The final tally: The BJP won all 15 municipal corporations, 78 out of 84 municipalities (the Congress won 6), 33 out of 34 district panchayats (the AAP bagged 1), and 253 of 260 taluka (tehsil) panchayats (the AAP got 7). Of 393 local self government bodies, which went to the polls on Sunday, the BJP won 379 while the Congress got 6 and the AAP 8.
As many as 9,200 seats went to polls in 15 municipal corporations, 34 district panchayats, 260 taluka (tehsil) panchayats and 84 municipalities. BJP candidates were declared elected uncontested in 722 other seats amid allegations of horse-trading and threats to Opposition candidates.

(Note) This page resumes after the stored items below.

/// Accomplishment endpoints
///
/// - `POST /v1/teams/:id/accomplishments` - Log an accomplishment
/// - `GET /v1/teams/:id/accomplishments?unused=true&limit=50` - List them
///
/// Both are members only.

use crate::{app::AppState, error::ApiResult};
use axum::{
    extract::{Path, Query, State},
    http::StatusCode,
    Extension, Json,
};
use serde::{Deserialize, Serialize};
use songteam_shared::{
    auth::{authorization::require_membership, middleware::AuthContext},
    models::accomplishment::{Accomplishment, CreateAccomplishment},
};
use uuid::Uuid;
use validator::Validate;

const DEFAULT_LIMIT: i64 = 50;
const MAX_LIMIT: i64 = 200;

#[derive(Debug, Deserialize, Validate)]
pub struct CreateAccomplishmentRequest {
    /// Trimmed before validation
    #[serde(default)]
    #[validate(length(min = 1, max = 2000, message = "Accomplishment text must be 1-2000 characters"))]
    pub text: String,
}

#[derive(Debug, Default, Deserialize)]
pub struct ListAccomplishmentsQuery {
    /// Only accomplishments no song has claimed yet
    #[serde(default)]
    pub unused: bool,

    pub limit: Option<i64>,
}

#[derive(Debug, Serialize)]
pub struct ListAccomplishmentsResponse {
    pub accomplishments: Vec<Accomplishment>,
}

/// Log an accomplishment
///
/// # Errors
///
/// - `400 Bad Request`: Empty or over-long text
/// - `403 Forbidden`: Caller is not a member
pub async fn create_accomplishment(
    State(state): State<AppState>,
    Extension(auth): Extension<AuthContext>,
    Path(team_id): Path<Uuid>,
    Json(mut req): Json<CreateAccomplishmentRequest>,
) -> ApiResult<(StatusCode, Json<Accomplishment>)> {
    req.text = req.text.trim().to_string();
    req.validate()?;

    require_membership(&state.db, team_id, auth.user_id).await?;

    let accomplishment = Accomplishment::create(
        &state.db,
        CreateAccomplishment {
            team_id,
            user_id: auth.user_id,
            text: req.text,
        },
    )
    .await?;

    tracing::debug!(
        team_id = %team_id,
        accomplishment_id = %accomplishment.id,
        "Accomplishment logged"
    );

    Ok((StatusCode::CREATED, Json(accomplishment)))
}

/// List a team's accomplishments, newest first
pub async fn list_accomplishments(
    State(state): State<AppState>,
    Extension(auth): Extension<AuthContext>,
    Path(team_id): Path<Uuid>,
    Query(query): Query<ListAccomplishmentsQuery>,
) -> ApiResult<Json<ListAccomplishmentsResponse>> {
    require_membership(&state.db, team_id, auth.user_id).await?;

    let limit = query.limit.unwrap_or(DEFAULT_LIMIT).clamp(1, MAX_LIMIT);
    let accomplishments =
        Accomplishment::list_by_team(&state.db, team_id, query.unused, limit).await?;

    Ok(Json(ListAccomplishmentsResponse { accomplishments }))
}
/// Credit ledger integration tests
///
/// Require PostgreSQL; see `common/mod.rs` for how to run them.

mod common;

use chrono::NaiveDate;
use common::{create_team, delete_team, setup_pool};
use songteam_shared::genre::Genre;
use songteam_shared::ledger::{self, GrantRequest, LedgerError};
use songteam_shared::models::credit_transaction::{CreditTransaction, TransactionType};
use songteam_shared::models::song::{CreateSong, Song, SongStatus};
use songteam_shared::models::team::Team;
use uuid::Uuid;

async fn insert_generating_song(pool: &sqlx::PgPool, team: &Team, user_id: Uuid) -> Song {
    let mut tx = pool.begin().await.unwrap();
    let song = Song::create(
        &mut *tx,
        CreateSong {
            team_id: team.id,
            created_by_user_id: user_id,
            title: "Rap Song".to_string(),
            genre: Genre::Rap,
            week_start_date: NaiveDate::from_ymd_opt(2025, 1, 6).unwrap(),
            week_end_date: NaiveDate::from_ymd_opt(2025, 1, 12).unwrap(),
        },
    )
    .await
    .unwrap();
    ledger::consume_in(&mut tx, team.id, user_id, song.id).await.unwrap();
    assert!(Song::mark_generating(&mut *tx, song.id).await.unwrap());
    tx.commit().await.unwrap();
    song
}

#[tokio::test]
#[ignore = "requires PostgreSQL (DATABASE_URL)"]
async fn test_grant_updates_balance_and_ledger() {
    let pool = setup_pool().await;
    let owner = Uuid::new_v4();
    let team = create_team(&pool, owner, 0).await;

    let outcome = ledger::grant(
        &pool,
        GrantRequest {
            team_id: team.id,
            amount: 5,
            transaction_type: TransactionType::AdminGranted,
            user_id: Some(owner),
            song_id: None,
            stripe_payment_id: None,
            notes: None,
        },
    )
    .await
    .unwrap();

    assert_eq!(outcome.balance(), 5);
    assert_eq!(ledger::balance(&pool, team.id).await.unwrap(), 5);
    assert_eq!(CreditTransaction::sum_for_team(&pool, team.id).await.unwrap(), 5);

    delete_team(&pool, team.id).await;
}

#[tokio::test]
#[ignore = "requires PostgreSQL (DATABASE_URL)"]
async fn test_grant_rejects_non_positive_amounts() {
    let pool = setup_pool().await;
    let team = create_team(&pool, Uuid::new_v4(), 0).await;

    for amount in [0, -3] {
        let result = ledger::grant(
            &pool,
            GrantRequest {
                team_id: team.id,
                amount,
                transaction_type: TransactionType::Granted,
                user_id: None,
                song_id: None,
                stripe_payment_id: None,
                notes: None,
            },
        )
        .await;
        assert!(matches!(result, Err(LedgerError::InvalidAmount(a)) if a == amount));
    }

    delete_team(&pool, team.id).await;
}

#[tokio::test]
#[ignore = "requires PostgreSQL (DATABASE_URL)"]
async fn test_grant_rejects_balance_overflow() {
    let pool = setup_pool().await;
    let team = create_team(&pool, Uuid::new_v4(), 1).await;

    let result = ledger::grant(
        &pool,
        GrantRequest {
            team_id: team.id,
            amount: i32::MAX,
            transaction_type: TransactionType::AdminGranted,
            user_id: None,
            song_id: None,
            stripe_payment_id: None,
            notes: None,
        },
    )
    .await;

    assert!(matches!(result, Err(LedgerError::InvalidAmount(i32::MAX))));
    assert_eq!(ledger::balance(&pool, team.id).await.unwrap(), 1);
    assert_eq!(CreditTransaction::sum_for_team(&pool, team.id).await.unwrap(), 1);

    delete_team(&pool, team.id).await;
}

#[tokio::test]
#[ignore = "requires PostgreSQL (DATABASE_URL)"]
async fn test_grant_to_unknown_team() {
    let pool = setup_pool().await;
    let missing = Uuid::new_v4();

    let result = ledger::grant(
        &pool,
        GrantRequest {
            team_id: missing,
            amount: 1,
            transaction_type: TransactionType::Granted,
            user_id: None,
            song_id: None,
            stripe_payment_id: None,
            notes: None,
        },
    )
    .await;

    assert!(matches!(result, Err(LedgerError::TeamNotFound(id)) if id == missing));
}

#[tokio::test]
#[ignore = "requires PostgreSQL (DATABASE_URL)"]
async fn test_consume_with_zero_balance_fails_and_writes_nothing() {
    let pool = setup_pool().await;
    let owner = Uuid::new_v4();
    let team = create_team(&pool, owner, 0).await;

    let mut tx = pool.begin().await.unwrap();
    let result = ledger::consume_in(&mut tx, team.id, owner, Uuid::new_v4()).await;
    tx.rollback().await.unwrap();

    assert!(matches!(
        result,
        Err(LedgerError::InsufficientCredits { balance: 0, .. })
    ));
    assert_eq!(ledger::balance(&pool, team.id).await.unwrap(), 0);
    assert!(ledger::history(&pool, team.id, 10).await.unwrap().is_empty());

    delete_team(&pool, team.id).await;
}

#[tokio::test]
#[ignore = "requires PostgreSQL (DATABASE_URL)"]
async fn test_concurrent_consumes_never_overdraw() {
    let pool = setup_pool().await;
    let owner = Uuid::new_v4();
    let team = create_team(&pool, owner, 1).await;

    let mut handles = Vec::new();
    for _ in 0..5 {
        let pool = pool.clone();
        let team = team.clone();
        handles.push(tokio::spawn(async move {
            let mut tx = pool.begin().await.unwrap();
            let song = Song::create(
                &mut *tx,
                CreateSong {
                    team_id: team.id,
                    created_by_user_id: owner,
                    title: "Pop Song".to_string(),
                    genre: Genre::Pop,
                    week_start_date: NaiveDate::from_ymd_opt(2025, 1, 6).unwrap(),
                    week_end_date: NaiveDate::from_ymd_opt(2025, 1, 12).unwrap(),
                },
            )
            .await
            .unwrap();
            let result = ledger::consume_in(&mut tx, team.id, owner, song.id).await;
            if result.is_ok() {
                tx.commit().await.unwrap();
            }
            result.is_ok()
        }));
    }

    let mut successes = 0;
    for handle in handles {
        if handle.await.unwrap() {
            successes += 1;
        }
    }

    assert_eq!(successes, 1);
    assert_eq!(ledger::balance(&pool, team.id).await.unwrap(), 0);
    assert_eq!(CreditTransaction::sum_for_team(&pool, team.id).await.unwrap(), 0);

    delete_team(&pool, team.id).await;
}

#[tokio::test]
#[ignore = "requires PostgreSQL (DATABASE_URL)"]
async fn test_refund_is_idempotent_per_song() {
    let pool = setup_pool().await;
    let owner = Uuid::new_v4();
    let team = create_team(&pool, owner, 1).await;
    let song = insert_generating_song(&pool, &team, owner).await;
    assert_eq!(ledger::balance(&pool, team.id).await.unwrap(), 0);

    let mut tx = pool.begin().await.unwrap();
    let first = ledger::refund_song_in(&mut tx, team.id, song.id).await.unwrap();
    tx.commit().await.unwrap();

    let mut tx = pool.begin().await.unwrap();
    let second = ledger::refund_song_in(&mut tx, team.id, song.id).await.unwrap();
    tx.commit().await.unwrap();

    assert!(!first.is_duplicate());
    assert!(second.is_duplicate());
    assert_eq!(ledger::balance(&pool, team.id).await.unwrap(), 1);

    let refunds: Vec<_> = CreditTransaction::list_by_song(&pool, song.id)
        .await
        .unwrap()
        .into_iter()
        .filter(|t| t.transaction_type == TransactionType::Refunded)
        .collect();
    assert_eq!(refunds.len(), 1);

    delete_team(&pool, team.id).await;
}

#[tokio::test]
#[ignore = "requires PostgreSQL (DATABASE_URL)"]
async fn test_purchase_is_idempotent_per_payment() {
    let pool = setup_pool().await;
    let owner = Uuid::new_v4();
    let team = create_team(&pool, owner, 0).await;
    let payment_id = format!("pi_{}", Uuid::new_v4().simple());

    let purchase = || GrantRequest {
        team_id: team.id,
        amount: 20,
        transaction_type: TransactionType::Purchased,
        user_id: Some(owner),
        song_id: None,
        stripe_payment_id: Some(payment_id.clone()),
        notes: Some("Purchased via Stripe - 20 credits".to_string()),
    };

    let first = ledger::grant(&pool, purchase()).await.unwrap();
    let second = ledger::grant(&pool, purchase()).await.unwrap();

    assert_eq!(first.balance(), 20);
    assert!(second.is_duplicate());
    assert_eq!(ledger::balance(&pool, team.id).await.unwrap(), 20);

    delete_team(&pool, team.id).await;
}

#[tokio::test]
#[ignore = "requires PostgreSQL (DATABASE_URL)"]
async fn test_song_error_transition_happens_once() {
    let pool = setup_pool().await;
    let owner = Uuid::new_v4();
    let team = create_team(&pool, owner, 1).await;
    let song = insert_generating_song(&pool, &team, owner).await;

    assert!(Song::mark_error(&pool, song.id, "boom").await.unwrap());
    assert!(!Song::mark_error(&pool, song.id, "boom again").await.unwrap());
    assert!(!Song::mark_complete(&pool, song.id, "la", "https://cdn/x.mp3").await.unwrap());

    let reloaded = Song::find_by_id(&pool, song.id).await.unwrap().unwrap();
    assert_eq!(reloaded.status, SongStatus::Error);
    assert_eq!(reloaded.error_message.as_deref(), Some("boom"));

    delete_team(&pool, team.id).await;
}

#[tokio::test]
#[ignore = "requires PostgreSQL (DATABASE_URL)"]
async fn test_pending_song_cannot_skip_generating() {
    let pool = setup_pool().await;
    let owner = Uuid::new_v4();
    let team = create_team(&pool, owner, 0).await;

    let song = Song::create(
        &pool,
        CreateSong {
            team_id: team.id,
            created_by_user_id: owner,
            title: "Jazz Song".to_string(),
            genre: Genre::Jazz,
            week_start_date: NaiveDate::from_ymd_opt(2025, 1, 6).unwrap(),
            week_end_date: NaiveDate::from_ymd_opt(2025, 1, 12).unwrap(),
        },
    )
    .await
    .unwrap();

    assert!(!Song::mark_complete(&pool, song.id, "la", "https://cdn/x.mp3").await.unwrap());
    assert!(!Song::mark_error(&pool, song.id, "boom").await.unwrap());
    assert_eq!(
        Song::find_by_id(&pool, song.id).await.unwrap().unwrap().status,
        SongStatus::Pending
    );

    assert!(Song::mark_generating(&pool, song.id).await.unwrap());
    assert!(!Song::mark_generating(&pool, song.id).await.unwrap());

    delete_team(&pool, team.id).await;
}

#[tokio::test]
#[ignore = "requires PostgreSQL (DATABASE_URL)"]
async fn test_join_code_lookup_is_case_insensitive() {
    let pool = setup_pool().await;
    let team = create_team(&pool, Uuid::new_v4(), 0).await;

    let lower = team.join_code.to_lowercase();
    let found = Team::find_by_join_code(&pool, &format!("  {}  ", lower))
        .await
        .unwrap()
        .expect("team found by lowercase code");
    assert_eq!(found.id, team.id);

    assert!(Team::find_by_join_code(&pool, "TEAMZZZZ0").await.unwrap().is_none());

    delete_team(&pool, team.id).await;
}
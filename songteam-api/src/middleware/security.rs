/// Security headers middleware
///
/// Adds security-related HTTP headers to every response, error responses
/// included.
///
/// # Headers Applied
///
/// - `X-Content-Type-Options: nosniff`
/// - `X-Frame-Options: DENY`
/// - `Referrer-Policy: no-referrer`
/// - `Permissions-Policy` - every browser feature off
/// - `Content-Security-Policy: default-src 'none'; frame-ancestors 'none'`
/// - `Cache-Control: no-store` - unless the handler set its own
/// - `Strict-Transport-Security` - production only
///
/// The API serves JSON only, so the CSP forbids everything.
///
/// # Example
///
/// ```no_run
/// use axum::Router;
/// use songteam_api::middleware::security::SecurityHeadersLayer;
///
/// let app: Router = Router::new()
///     .layer(SecurityHeadersLayer::new(true)); // true = production mode
/// ```

use axum::{
    extract::Request,
    http::{header, HeaderValue},
    response::Response,
};
use std::future::Future;
use std::pin::Pin;
use std::task::{Context, Poll};
use tower::{Layer, Service};

const STATIC_HEADERS: [(&str, &str); 5] = [
    ("x-content-type-options", "nosniff"),
    ("x-frame-options", "DENY"),
    ("referrer-policy", "no-referrer"),
    (
        "content-security-policy",
        "default-src 'none'; frame-ancestors 'none'",
    ),
    (
        "permissions-policy",
        "geolocation=(), microphone=(), camera=(), payment=(), usb=()",
    ),
];

const HSTS: &str = "max-age=31536000; includeSubDomains";

/// Security headers middleware layer
#[derive(Clone)]
pub struct SecurityHeadersLayer {
    /// Whether to send HSTS (only behind HTTPS)
    enable_hsts: bool,
}

impl SecurityHeadersLayer {
    /// Creates a new security headers layer
    ///
    /// # Arguments
    ///
    /// * `enable_hsts` - Whether to send `Strict-Transport-Security`
    pub fn new(enable_hsts: bool) -> Self {
        Self { enable_hsts }
    }
}

impl<S> Layer<S> for SecurityHeadersLayer {
    type Service = SecurityHeadersMiddleware<S>;

    fn layer(&self, inner: S) -> Self::Service {
        SecurityHeadersMiddleware {
            inner,
            enable_hsts: self.enable_hsts,
        }
    }
}

/// Security headers middleware service
#[derive(Clone)]
pub struct SecurityHeadersMiddleware<S> {
    inner: S,
    enable_hsts: bool,
}

fn apply_headers(response: &mut Response, enable_hsts: bool) {
    let headers = response.headers_mut();

    for (name, value) in STATIC_HEADERS {
        headers.insert(name, HeaderValue::from_static(value));
    }

    headers
        .entry(header::CACHE_CONTROL)
        .or_insert(HeaderValue::from_static("no-store"));

    if enable_hsts {
        headers.insert(header::STRICT_TRANSPORT_SECURITY, HeaderValue::from_static(HSTS));
    }
}

impl<S> Service<Request> for SecurityHeadersMiddleware<S>
where
    S: Service<Request, Response = Response> + Send + 'static,
    S::Future: Send + 'static,
{
    type Response = S::Response;
    type Error = S::Error;
    type Future = Pin<Box<dyn Future<Output = Result<Self::Response, Self::Error>> + Send>>;

    fn poll_ready(&mut self, cx: &mut Context<'_>) -> Poll<Result<(), Self::Error>> {
        self.inner.poll_ready(cx)
    }

    fn call(&mut self, request: Request) -> Self::Future {
        let future = self.inner.call(request);
        let enable_hsts = self.enable_hsts;

        Box::pin(async move {
            let mut response = future.await?;
            apply_headers(&mut response, enable_hsts);
            Ok(response)
        })
    }
}

#[cfg(test)]
mod tests {
    use super::*;
    use axum::{
        body::Body,
        http::StatusCode,
        response::IntoResponse,
        routing::get,
        Router,
    };
    use tower::Service as _;

    async fn get_with(layer: SecurityHeadersLayer, uri: &str) -> Response {
        async fn ok() -> impl IntoResponse {
            (StatusCode::OK, "ok")
        }

        async fn rejected() -> impl IntoResponse {
            (StatusCode::BAD_REQUEST, "bad")
        }

        async fn cached() -> impl IntoResponse {
            ([(header::CACHE_CONTROL, "max-age=60")], "cached")
        }

        let mut app = Router::new()
            .route("/ok", get(ok))
            .route("/rejected", get(rejected))
            .route("/cached", get(cached))
            .layer(layer);

        app.call(Request::builder().uri(uri).body(Body::empty()).unwrap())
            .await
            .unwrap()
    }

    #[tokio::test]
    async fn test_security_headers_applied() {
        let response = get_with(SecurityHeadersLayer::new(false), "/ok").await;
        let headers = response.headers();

        assert_eq!(headers.get("X-Content-Type-Options").unwrap(), "nosniff");
        assert_eq!(headers.get("X-Frame-Options").unwrap(), "DENY");
        assert_eq!(headers.get("Referrer-Policy").unwrap(), "no-referrer");
        assert_eq!(headers.get("Cache-Control").unwrap(), "no-store");
        assert!(headers
            .get("Content-Security-Policy")
            .unwrap()
            .to_str()
            .unwrap()
            .starts_with("default-src 'none'"));
        assert!(headers.get("Permissions-Policy").is_some());
        assert!(headers.get("Strict-Transport-Security").is_none());
    }

    #[tokio::test]
    async fn test_headers_on_error_response() {
        let response = get_with(SecurityHeadersLayer::new(false), "/rejected").await;

        assert_eq!(response.status(), StatusCode::BAD_REQUEST);
        assert_eq!(
            response.headers().get("X-Content-Type-Options").unwrap(),
            "nosniff"
        );
    }

    #[tokio::test]
    async fn test_handler_cache_control_is_kept() {
        let response = get_with(SecurityHeadersLayer::new(false), "/cached").await;
        assert_eq!(response.headers().get("Cache-Control").unwrap(), "max-age=60");
    }

    #[tokio::test]
    async fn test_hsts_enabled_in_production() {
        let response = get_with(SecurityHeadersLayer::new(true), "/ok").await;
        assert_eq!(
            response.headers().get("Strict-Transport-Security").unwrap(),
            HSTS
        );
    }
}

According to data from the state election commission, the overall seats break-up at 7pm was: Total 9,992 seats, results declared in 9,855, the BJP bagged 7,400, followed by the Congress at 1,716 and the AAP and others 739.
Despite faltering in the 2021 local body and 2022 Assembly elections, the AAP caused a major upset for the Congress and the BJP in the key tribal belts of Bharuch and Narmada districts. The party bagged the Narmada district panchayat as well as the three taluka panchayats falling under it — Dediapada, Sagbara and Chikhda.
The AAP also snatched the Bagasara, Visavadar and Bhesan talukas from the BJP in the Saurashtra region. Significantly, the AAP picked up the Garudeshwar taluka panchayat in Narmada district, where the Statue of Unity is located, as well as the Valia and Netrang taluka panchayats in the adjoining Bharuch district, the home district of late Congress leader Ahmed Patel.
However, the AAP, which had emerged as the only Opposition party in the Surat Municipal Corporation by winning 27 seats in the 2021 elections and pushing out the Congress, came crashing down to 4 this time while the Congress opened its account after a decade with a single seat.
In the first election after the Gujarat special intensive revision, under which as many as 73.73 lakh voters were removed, Sunday’s polling witnessed 55.1 per cent turnout in the municipal corporations, 65.53 per cent in the municipalities (nagar panchayats), 66.64 per cent in the district panchayats and 67.26 per cent in the talukas. The electorate is 4.18-strong.
The BJP’s vast, well-oiled network notwithstanding, Tuesday’s expected outcome was the culmination of more than a decade-old strategy to see urbanisation as an electoral engine.
It is not without reason that the BJP romped home in all the newly created 9 municipal corporations that went to the polls on Sunday, with new bodies like Vapi registering a
turnout of 73 per cent against the state average of a little over 55 per cent.
The results too reflect this mood. The BJP captured all the 52 seats each in the new Porbandar and Morbi corporations, 51 out of 52 each in Nadiad and Surendranagar, 50 out of 52 in Navsari, 47 out of 52 in Mehsana, 41 out of 52 in Gandhidham, 43 out of 52 in Karamsad-Anand and 37 out of 52 in Vapi.
According to conservative estimates, more than 46 per cent of Gujarat live in towns, cities and urban agglomerations, while the state government expects this population to go up to 75 per cent in the next two decades.
Between former chief minister Narendra Modi and the incumbent Bhupendra Patel, 8 new districts were created, taking the number to 34, while in recent months, ahead of the elections, the state government added 9 municipal corporations in a single stroke, creating a total of 17. These were created by merging several nagarpalikas, while the total number of nagarpalikas rose to 149 by merging several gram panchayats within the ambit of these local bodies.
Successive elections have demonstrated the BJP dominating the traditional urban regions as well as peri-urban areas, as against the rural areas. With increasing urbanisation, however, the BJP swept the 2022 Assembly polls, winning 156 out of 182 seats.